On ne le répétera jamais assez ce discours, bien sûr, ne s'adresse qu'à ceux qui ont les moyens de prendre des résolutions. Ainsi, un pauvre ne peut décider de ne plus l'être sauf à ignorer, comme le disait le ministre Macron, qu'il peut devenir milliardaire comme tout un chacun et que s'il n'a pas sa montre Rolex à 50 ans, c'est qu'il aura raté sa vie (dixit Jacques Ségala) ; un chômeur peut lui aussi toujours prendre la bonne résolution de trouver du travail... Par ailleurs et assez souvent la caractéristique des bonnes résolutions est de ne s'adresser qu'à soi : JE va arrêter de fumer, JE va faire du sport... On pourrait imaginer certaines de ces résolutions qui s'adresseraient aux autres du genre, « c'est décidé, cette année j'aide les autres, je milite dans une association ou un parti politique, je sauve la planète... »
Bon, dépassons ces considérations sociales et sociétales qui ont quand même la fâcheuse habitude de contrarier les idées générales et reçues et nous empêchent de penser au monde confortablement assis dans un fauteuil. Donc, faisons comme si le projet d'arrêter de fumer, de faire du sport ou régime concernait la société toute entière voire toute l'humanité. En restant indifférent aux possibilités de chacun. Considérons donc la notion de résolution en elle-même, libre de toute contingence. Le dictionnaire nous dit que la résolution est l'action de prendre, après réflexion, une décision. On peut y ajouter la détermination irrévocable à faire ou ne pas faire telle ou telle chose. Elle s'accompagne en général de fermeté, de courage et de volonté.
Or, la ou les résolutions de début d'année ont, elles, la particularité de ne pas être tenues et d'être plus proches de la velléité que de la décision irrévocable. Assez proches d'ailleurs de la résolution vertueuse de Madame de Rênal, dans le Rouge et le Noir de Stendhal, « de traiter Julien avec une froideur parfaite quand elle le reverrait », décision qu'elle ne pourra pas tenir.

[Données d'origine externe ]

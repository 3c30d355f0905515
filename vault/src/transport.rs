//! Base-asset transport seam.
//!
//! The vault's only external I/O: accepting base asset on deposit and
//! releasing it on redemption. Both are fallible; the vault treats a
//! failed release as a signal to undo the matching burn.

use rebase_types::Address;
use std::collections::HashMap;
use thiserror::Error;

#[derive(Debug, Error)]
#[error("{0}")]
pub struct TransportError(pub String);

/// Moves base asset between external accounts and the vault's reserve.
pub trait AssetTransport {
    /// Pull `amount` of base asset from `from` into the reserve.
    fn receive(&mut self, from: &Address, amount: u128) -> Result<(), TransportError>;

    /// Release `amount` of base asset from the reserve to `to`.
    fn send(&mut self, to: &Address, amount: u128) -> Result<(), TransportError>;
}

/// In-memory base-asset pool.
///
/// Tracks external account balances plus the vault's reserve. The reserve
/// can be topped up out-of-band (`add_rewards`) to cover accrued interest
/// on redemption.
#[derive(Clone, Debug, Default)]
pub struct AssetPool {
    accounts: HashMap<Address, u128>,
    reserve: u128,
}

impl AssetPool {
    pub fn new() -> Self {
        Self::default()
    }

    /// Base-asset balance of an external account.
    pub fn account_balance(&self, account: &Address) -> u128 {
        self.accounts.get(account).copied().unwrap_or(0)
    }

    /// Base asset currently held by the vault.
    pub fn reserve(&self) -> u128 {
        self.reserve
    }

    /// Credit an external account (test/setup convenience).
    pub fn credit_account(&mut self, account: &Address, amount: u128) {
        let balance = self.account_balance(account);
        self.accounts
            .insert(account.clone(), balance.saturating_add(amount));
    }

    /// Top up the reserve out-of-band (e.g. rewards funding accrued
    /// interest on redemptions).
    pub fn add_rewards(&mut self, amount: u128) {
        self.reserve = self.reserve.saturating_add(amount);
    }
}

impl AssetTransport for AssetPool {
    fn receive(&mut self, from: &Address, amount: u128) -> Result<(), TransportError> {
        let balance = self.account_balance(from);
        if amount > balance {
            return Err(TransportError(format!(
                "account {from} holds {balance}, cannot deposit {amount}"
            )));
        }
        self.accounts.insert(from.clone(), balance - amount);
        self.reserve = self
            .reserve
            .checked_add(amount)
            .ok_or_else(|| TransportError("reserve overflow".into()))?;
        Ok(())
    }

    fn send(&mut self, to: &Address, amount: u128) -> Result<(), TransportError> {
        if amount > self.reserve {
            return Err(TransportError(format!(
                "reserve holds {}, cannot release {amount}",
                self.reserve
            )));
        }
        let balance = self.account_balance(to);
        let new_balance = balance
            .checked_add(amount)
            .ok_or_else(|| TransportError("account balance overflow".into()))?;
        self.reserve -= amount;
        self.accounts.insert(to.clone(), new_balance);
        Ok(())
    }
}
//! Role-based authorization collaborator.
//!
//! Capabilities are an enumerated set, checked explicitly at the top of
//! each privileged operation. Ownership is a single address fixed at
//! construction.

use rebase_types::Address;
use std::collections::HashSet;

/// Capabilities a caller may hold.
#[derive(Clone, Copy, Debug, PartialEq, Eq, Hash)]
pub enum Role {
    /// May mint fresh units and burn existing ones.
    MintAndBurn,
}

/// Authorization queries the protocol needs.
pub trait AccessControl {
    fn is_owner(&self, caller: &Address) -> bool;
    fn has_role(&self, caller: &Address, role: Role) -> bool;
    fn grant_role(&mut self, role: Role, account: &Address);
    fn revoke_role(&mut self, role: Role, account: &Address);
}

/// In-memory [`AccessControl`] with a fixed owner.
///
/// The owner does not implicitly hold every role; capabilities must be
/// granted explicitly, including to the owner.
#[derive(Clone, Debug)]
pub struct RoleRegistry {
    owner: Address,
    grants: HashSet<(Address, Role)>,
}

impl RoleRegistry {
    pub fn new(owner: Address) -> Self {
        Self {
            owner,
            grants: HashSet::new(),
        }
    }

    pub fn owner(&self) -> &Address {
        &self.owner
    }
}

impl AccessControl for RoleRegistry {
    fn is_owner(&self, caller: &Address) -> bool {
        caller == &self.owner
    }

    fn has_role(&self, caller: &Address, role: Role) -> bool {
        self.grants.contains(&(caller.clone(), role))
    }

    fn grant_role(&mut self, role: Role, account: &Address) {
        self.grants.insert((account.clone(), role));
    }

    fn revoke_role(&mut self, role: Role, account: &Address) {
        self.grants.remove(&(account.clone(), role));
    }
}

Alors faut-il blâmer ces faibles esquisses de la volonté, ces intentions fugitives généralement non suivies de réalisation ? Ces commencements peu suivis d'effets ne sont-ils que les signes de la faiblesse des individus, ces perpétuels rêveurs éveillés ? En fait et à propos de rêve, ne pas tenir une résolution, c'est tenir la part du rêve toujours intacte, c'est se faire une promesse dont on sait, implicitement, qu'on ne la tiendra pas. Mais qu'importe puisqu'en définitive elle n'engage que nous et laisse la possibilité ouverte et rêvée de pouvoir être, dans l'espace d'une année, autre chose que ce que nous sommes.
Le philosophe et psychanalyste J.-B. Pontalis pose qu'il y a en tout homme, et femme, un amour des commencements, un penchant pour ce qui ne fait que commencer et jamais ne s'achève. Car l'achèvement signe la fin, et comme son nom l'indique terriblement,porte le coup de grâce au désir. La joie est dans la résolution qui ne se résout pas à se réaliser. Et il est vrai que la fête c'est toujours avant la fête, dans sa préparation. Ainsi va le monde ! Et bonne année !!! Le 6 janvier 2016.